Of these 178 proteins, 62 are likely to be part of two-component signal transduction pathways
- 26 signal transmitters (PSI-BLAST search of E. coli genome for signal transmitters)
- 36 receiver domains (PSI-BLAST search of E. coli genome for signal receivers)
- in 10 sub-families (families & functions)

The first component functions as a sensor; the second is a response regulator.

A two component system is called "two component" for historical and personal reasons. Prior to the use of the phrase "two component" in this context, most gene regulation proteins that were known were single proteins, often homodimers or homotetramers, which bound to two ligands:

a metabolic intermediate
a cis-acting gene regulation element

The functional state of the regulatory protein was thus modified by binding to the metabolic intermediate. The consequence of ligand binding, an altered state of the regulatory protein, was directed to the appropriate gene(s) by the protein's DNA binding activity. Initially, all such regulation was believed to occur in a negative fashion - that is, the proteins acted as repressors of gene expression. Eventually, studies of the arabinose utilization pathway in E. coli showed that one could also have positive regulation, in which the protein stimulated gene expression. In either case, as far as protein components were concerned these systems were "single component" response systems.

In the mid 1980's, it had become clear that some regulation systems required more than one protein component. The primary examples known at that time were:

EnvZ/OmpR - osmoregulation in E. coli
PhoR/PhoB - phosphate scavenging in E. coli
NtrB/NtrC - nitrogen assimilation in a variety of bacteria
DctB/DctD - dicarboxylate transport in Rhizobium leguminosarum
VirA/VirG - virulence by Agrobacterium tumefaciens

It was discovered that a 125 amino acid peptide segment could be identified as "conserved" in one subset of these gene products:

OmpR, PhoB, NtrC, DctD, VirG (figure)

also, this "homologous" segment was present in these regulatory proteins:

Spo0A - sporulation
Spo0F - sporulation
CheY - chemotaxis
CheB - chemotaxis

Then, it was discovered that a second, but different, "homologous" segment was present in these proteins:

EnvZ, PhoR, NtrB, DctB, VirA
and probably CheA - chemotaxis in enteric bacteria (figure).

Upon noting that these regulatory proteins worked in pairs, these observed conserved blocks were imagined to mediate a signal transduction event using a conserved biochemical mechanism.
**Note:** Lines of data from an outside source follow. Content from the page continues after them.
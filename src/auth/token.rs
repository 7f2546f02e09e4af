//! Session-token authentication (utility provider)
//!
//! `NoToken -> LoggingIn -> HasToken -> (Expired -> LoggingIn)`. The cached
//! token is returned while it is valid; otherwise the credential exchange runs
//! and its result replaces the cache entry.

use super::cache::{CachedToken, TokenCache, HSV_TOKEN_KEY};
use super::{AccessToken, AuthError, Authenticator};
use crate::clock::SharedClock;
use crate::credentials::Credential;
use crate::fetcher::http::ProviderHttpClient;
use crate::fetcher::FetcherError;
use crate::Provider;
use async_trait::async_trait;
use chrono::{DateTime, Utc};
use serde::Deserialize;
use std::sync::Arc;
use tracing::{debug, info, warn};

/// Login endpoint of the SmartHub portal
pub const LOGIN_ENDPOINT: &str = "/services/oauth/auth/v2";

/// Token returned by a credential exchange
#[derive(Clone, PartialEq, Eq)]
pub struct IssuedToken {
    /// Bearer token
    pub token: String,
    /// Expiry reported by the provider
    pub expires_at: Option<DateTime<Utc>>,
}

impl std::fmt::Debug for IssuedToken {
    fn fmt(&self, f: &mut std::fmt::Formatter<'_>) -> std::fmt::Result {
        f.debug_struct("IssuedToken")
            .field("token", &"<redacted>")
            .field("expires_at", &self.expires_at)
            .finish()
    }
}

/// Credential-for-token exchange
#[async_trait]
pub trait LoginExchange: Send + Sync {
    /// Trade credentials for a bearer token
    async fn login(&self, credential: &Credential) -> Result<IssuedToken, AuthError>;
}

#[derive(Debug, Deserialize)]
#[serde(rename_all = "camelCase")]
struct LoginResponse {
    #[serde(default)]
    authorization_token: Option<String>,
    /// Epoch milliseconds
    #[serde(default)]
    expiration: Option<i64>,
}

/// SmartHub OAuth login
pub struct SmartHubLogin {
    http: ProviderHttpClient,
}

impl SmartHubLogin {
    /// Create a login exchange over the given portal client
    pub fn new(http: ProviderHttpClient) -> Self {
        Self { http }
    }
}

#[async_trait]
impl LoginExchange for SmartHubLogin {
    async fn login(&self, credential: &Credential) -> Result<IssuedToken, AuthError> {
        let form = [
            ("userId", credential.username()),
            ("password", credential.password()),
        ];

        let response: LoginResponse = match self.http.post_form(LOGIN_ENDPOINT, &form).await {
            Ok(response) => response,
            Err(FetcherError::Unauthorized(status)) => {
                return Err(AuthError::InvalidCredentials {
                    provider: Provider::Hsv,
                    reason: format!("login refused with HTTP {status}"),
                })
            }
            Err(e) => return Err(e.into()),
        };

        let token = response
            .authorization_token
            .filter(|token| !token.is_empty())
            .ok_or_else(|| AuthError::InvalidCredentials {
                provider: Provider::Hsv,
                reason: "login response carried no authorization token".to_string(),
            })?;

        Ok(IssuedToken {
            token,
            expires_at: response
                .expiration
                .and_then(DateTime::<Utc>::from_timestamp_millis),
        })
    }
}

/// Authenticator for providers that hand out expiring bearer tokens
pub struct TokenAuth {
    credential: Credential,
    exchange: Arc<dyn LoginExchange>,
    cache: TokenCache,
    clock: SharedClock,
}

impl TokenAuth {
    /// Create a token authenticator
    pub fn new(
        credential: Credential,
        exchange: Arc<dyn LoginExchange>,
        cache: TokenCache,
        clock: SharedClock,
    ) -> Self {
        Self {
            credential,
            exchange,
            cache,
            clock,
        }
    }
}

#[async_trait]
impl Authenticator for TokenAuth {
    fn provider(&self) -> Provider {
        self.credential.provider()
    }

    async fn authenticate(&self) -> Result<AccessToken, AuthError> {
        let now = self.clock.now();

        if let Some(cached) = self.cache.load(HSV_TOKEN_KEY) {
            if self.cache.is_valid(&cached, now) {
                debug!(expires_at = ?cached.expires_at, "Reusing cached token");
                return Ok(AccessToken::from(&cached));
            }
            info!(expires_at = ?cached.expires_at, "Cached token expired");
        }

        info!(provider = %self.provider(), "Logging in");
        let issued = self.exchange.login(&self.credential).await?;

        let cached = CachedToken {
            provider: self.provider(),
            token: issued.token,
            issued_at: now,
            expires_at: issued.expires_at,
        };
        if !self.cache.is_valid(&cached, now) {
            warn!(expires_at = ?cached.expires_at, "Provider issued a token that is already near expiry");
        }
        self.cache.save(HSV_TOKEN_KEY, &cached)?;

        Ok(AccessToken::from(&cached))
    }

    async fn invalidate(&self) -> Result<(), AuthError> {
        self.cache.clear(HSV_TOKEN_KEY)?;
        Ok(())
    }
}
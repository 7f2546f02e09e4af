//! External login driver process
//!
//! The vendor's browser login is automated by a separate program (for example
//! a Playwright script). Each step is one invocation:
//!
//! ```text
//! <driver> credentials   stdin {"username","password"}
//! <driver> mfa           stdin {"challenge","code"}
//! <driver> derive        stdin {"session"}
//! ```
//!
//! and the program prints a single JSON object tagged by `status` on stdout.

use super::session::{
    DeriveOutcome, LoginStep, LoginSurface, MfaChallenge, MfaOutcome, SessionGrant, TokenGrant,
};
use super::AuthError;
use crate::sync::config::DRIVER_STEP_TIMEOUT;
use async_trait::async_trait;
use serde::Deserialize;
use serde_json::json;
use std::path::PathBuf;
use std::process::Stdio;
use std::time::Duration;
use tokio::io::AsyncWriteExt;
use tokio::process::Command;
use tracing::debug;

#[derive(Debug, Deserialize)]
#[serde(tag = "status", rename_all = "snake_case")]
enum DriverResponse {
    Established {
        session: String,
        #[serde(default)]
        access_token: Option<String>,
        #[serde(default)]
        expires_in: Option<u64>,
    },
    MfaRequired {
        challenge: String,
    },
    Rejected {
        #[serde(default)]
        reason: String,
    },
    Token {
        access_token: String,
        #[serde(default)]
        expires_in: Option<u64>,
    },
    SessionExpired,
}

impl DriverResponse {
    fn status(&self) -> &'static str {
        match self {
            DriverResponse::Established { .. } => "established",
            DriverResponse::MfaRequired { .. } => "mfa_required",
            DriverResponse::Rejected { .. } => "rejected",
            DriverResponse::Token { .. } => "token",
            DriverResponse::SessionExpired => "session_expired",
        }
    }
}

fn session_grant(session: String, access_token: Option<String>, expires_in: Option<u64>) -> SessionGrant {
    SessionGrant {
        session,
        token: access_token.map(|access_token| TokenGrant {
            access_token,
            expires_in,
        }),
    }
}

/// [`LoginSurface`] backed by an external program
#[derive(Debug, Clone)]
pub struct ExternalLoginDriver {
    program: Option<PathBuf>,
    step_timeout: Duration,
}

impl ExternalLoginDriver {
    /// Create a driver; `None` fails every step with a configuration hint
    pub fn new(program: Option<PathBuf>) -> Self {
        Self {
            program,
            step_timeout: DRIVER_STEP_TIMEOUT,
        }
    }

    /// Override the per-step timeout
    pub fn with_step_timeout(mut self, timeout: Duration) -> Self {
        self.step_timeout = timeout;
        self
    }

    async fn run_step(
        &self,
        step: &str,
        request: serde_json::Value,
    ) -> Result<DriverResponse, AuthError> {
        let program = self.program.as_ref().ok_or_else(|| {
            AuthError::Driver("no login driver configured (set ECOBEE_LOGIN_DRIVER)".to_string())
        })?;

        debug!(step, program = %program.display(), "Invoking login driver");

        let mut child = Command::new(program)
            .arg(step)
            .stdin(Stdio::piped())
            .stdout(Stdio::piped())
            .stderr(Stdio::inherit())
            .kill_on_drop(true)
            .spawn()
            .map_err(|e| AuthError::Driver(format!("failed to start {}: {e}", program.display())))?;

        let payload = serde_json::to_vec(&request)
            .map_err(|e| AuthError::Driver(format!("failed to encode request: {e}")))?;

        let exchange = async move {
            if let Some(mut stdin) = child.stdin.take() {
                stdin.write_all(&payload).await?;
                stdin.shutdown().await?;
            }
            child.wait_with_output().await
        };

        let output = tokio::time::timeout(self.step_timeout, exchange)
            .await
            .map_err(|_| AuthError::LoginTimeout(self.step_timeout))?
            .map_err(|e| AuthError::Driver(format!("step '{step}' failed: {e}")))?;

        if !output.status.success() {
            return Err(AuthError::Driver(format!(
                "step '{step}' exited with {}",
                output.status
            )));
        }

        serde_json::from_slice(&output.stdout).map_err(|e| {
            AuthError::Driver(format!("step '{step}' produced unparseable output: {e}"))
        })
    }
}

fn unexpected(step: &str, response: &DriverResponse) -> AuthError {
    AuthError::Driver(format!(
        "step '{step}' returned unexpected status '{}'",
        response.status()
    ))
}

#[async_trait]
impl LoginSurface for ExternalLoginDriver {
    async fn submit_credentials(
        &self,
        username: &str,
        password: &str,
    ) -> Result<LoginStep, AuthError> {
        let request = json!({ "username": username, "password": password });
        match self.run_step("credentials", request).await? {
            DriverResponse::Established {
                session,
                access_token,
                expires_in,
            } => Ok(LoginStep::Established(session_grant(
                session,
                access_token,
                expires_in,
            ))),
            DriverResponse::MfaRequired { challenge } => {
                Ok(LoginStep::MfaRequired(MfaChallenge(challenge)))
            }
            DriverResponse::Rejected { reason } => Ok(LoginStep::Rejected(reason)),
            other => Err(unexpected("credentials", &other)),
        }
    }

    async fn submit_mfa(
        &self,
        challenge: &MfaChallenge,
        code: &str,
    ) -> Result<MfaOutcome, AuthError> {
        let request = json!({ "challenge": challenge.0, "code": code });
        match self.run_step("mfa", request).await? {
            DriverResponse::Established {
                session,
                access_token,
                expires_in,
            } => Ok(MfaOutcome::Established(session_grant(
                session,
                access_token,
                expires_in,
            ))),
            DriverResponse::Rejected { reason } => Ok(MfaOutcome::Rejected(reason)),
            other => Err(unexpected("mfa", &other)),
        }
    }

    async fn derive_token(&self, session: &str) -> Result<DeriveOutcome, AuthError> {
        let request = json!({ "session": session });
        match self.run_step("derive", request).await? {
            DriverResponse::Token {
                access_token,
                expires_in,
            } => Ok(DeriveOutcome::Token(TokenGrant {
                access_token,
                expires_in,
            })),
            DriverResponse::SessionExpired => Ok(DeriveOutcome::SessionExpired),
            other => Err(unexpected("derive", &other)),
        }
    }
}
//! Token cache subcommand

use super::{Cli, CliError, OutputFormat, ProviderSelection};
use crate::auth::cache::keys_for;
use crate::auth::TokenCache;
use crate::Provider;
use chrono::{DateTime, Utc};
use clap::Parser;
use serde::Serialize;
use std::path::PathBuf;

/// Token command for inspecting and deleting cached tokens
#[derive(Parser, Debug)]
pub struct TokenCommand {
    /// Action to perform
    #[command(subcommand)]
    pub action: TokenAction,
}

/// Token cache actions
#[derive(clap::Subcommand, Debug)]
pub enum TokenAction {
    /// Show cached tokens without printing their values
    Show {
        /// Provider (hsv, ecobee or all)
        #[arg(long, default_value = "all")]
        provider: ProviderSelection,
    },
    /// Delete cached tokens and sessions, forcing a fresh login
    Clear {
        /// Provider (hsv, ecobee or all)
        #[arg(long, default_value = "all")]
        provider: ProviderSelection,
    },
}

/// What the cache holds for one key
#[derive(Debug, Serialize)]
pub struct TokenStatus {
    /// Cache key
    pub key: &'static str,
    /// Provider
    pub provider: Provider,
    /// Cache file
    pub path: PathBuf,
    /// Whether a readable entry exists
    pub present: bool,
    /// Issue time
    #[serde(skip_serializing_if = "Option::is_none")]
    pub issued_at: Option<DateTime<Utc>>,
    /// Expiry, when the provider reported one
    #[serde(skip_serializing_if = "Option::is_none")]
    pub expires_at: Option<DateTime<Utc>>,
    /// Whether the entry would be reused now
    pub valid: bool,
}

impl TokenCommand {
    /// Execute the token command
    pub async fn execute(&self, cli: &Cli) -> Result<(), CliError> {
        let cache = TokenCache::new(&cli.token_dir);
        match &self.action {
            TokenAction::Show { provider } => {
                let statuses = token_statuses(&cache, *provider, Utc::now());
                match cli.output_format {
                    OutputFormat::Json => println!("{}", serde_json::to_string_pretty(&statuses)?),
                    OutputFormat::Human => {
                        for status in &statuses {
                            println!("{}", render_status(status));
                        }
                    }
                }
                Ok(())
            }
            TokenAction::Clear { provider } => {
                for provider in provider.providers() {
                    for key in keys_for(provider) {
                        if cache.clear(key)? {
                            println!("Removed {}", cache.path_for(key).display());
                        } else {
                            println!("{key}: nothing cached");
                        }
                    }
                }
                Ok(())
            }
        }
    }
}

/// Describe every cache entry of the selected providers
pub fn token_statuses(
    cache: &TokenCache,
    selection: ProviderSelection,
    now: DateTime<Utc>,
) -> Vec<TokenStatus> {
    selection
        .providers()
        .into_iter()
        .flat_map(|provider| keys_for(provider).iter().map(move |key| (provider, *key)))
        .map(|(provider, key)| {
            let cached = cache.load(key);
            TokenStatus {
                key,
                provider,
                path: cache.path_for(key),
                present: cached.is_some(),
                issued_at: cached.as_ref().map(|c| c.issued_at),
                expires_at: cached.as_ref().and_then(|c| c.expires_at),
                valid: cached.as_ref().is_some_and(|c| cache.is_valid(c, now)),
            }
        })
        .collect()
}

fn render_status(status: &TokenStatus) -> String {
    if !status.present {
        return format!("{}: not cached", status.key);
    }
    let expiry = status
        .expires_at
        .map(|at| format!("expires {}", at.to_rfc3339()))
        .unwrap_or_else(|| "no expiry".to_string());
    let validity = if status.valid { "valid" } else { "expired" };
    format!("{}: {validity}, {expiry}", status.key)
}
At the same time that this hypothesis was being formulated, it was discovered that NtrB was an apparent kinase that phosphorylated NtrC, and that NtrC-P was the form of the regulator that stimulated transcription (Ninfa and Magasanik, 1986, PNAS 83:5909). To distinguish these systems, in which a sensor function resided in a separate polypeptide from the response regulator polypeptide, from the classically known ones, in which sensing and responding resided in a single polypeptide, the phrase "two component" was used in the title of the paper first describing this hypothesis (Nixon et al., 1986 PNAS 83:7850).

The features of the model as originally published were thus:

the first component was for state sensing
the second component was for response mediation
signalling involved phosphorylation of the second component by the first, when properly stimulated
the phosphorylated form of the second component was the "active" state of that regulator

New information has accumulated, and two-component systems are often viewed from the following perspective:

the first component, called the transmitter domain, is a kinase function
- it phosphorylates a histidine usually located in the same protein - it is thus considered an autokinase
- it becomes a substrate for dephosphorylation by one or more "second" components

the second component, called the receiver domain, is a phosphatase
- it removes the histidyl-phosphate from the sensor by a mechanism that involves an aspartyl-phosphate intermediate in the receiver domain (FIG)
- the phospho-intermediate of the receiver domain causes a conformational change that regulates the functional state of an output domain
- the output domain is usually covalently linked to the receiver domain, but not always
- the rate at which the aspartyl-phosphate is released as inorganic phosphate, thus returning the response regulator to its basal state, is fine tuned to meet the needs of the specific regulation system (half lives of the phospho-intermediate vary from seconds to hours).

These two domains, transmitter and receiver, are usually found in separate polypeptides, but not always. It is clear that:

a single transmitter may communicate with more than one receiver domain, and
it seems likely, but rare, that a single receiver domain may become phosphorylated by more than one transmitter domain, and
phosphorylation may even be achieved by metabolic organic phosphates such as acetyl-phosphate or carbamoyl-phosphate.

Two Component Signal Transduction is Integrated with Other Regulation Mechanisms to Yield Global Regulation

Two Examples:

Nitrogen Assimilation in enteric bacteria - allosteric regulation by

metabolites,
uridylylation
adenylylation
phosphorylation
protein-protein contacts

give regulation by

controlled enzyme activity
controlled transcription (figure)

Secondary Phase Metabolism in Bacillus subtilis

Starvation induces regulation by repressors, activators, multiple sigma factors and anti-sigma factors to yield:

competence
secretion of degradative enzymes
secretion of antibiotics
increased motility
sporulation (Fig)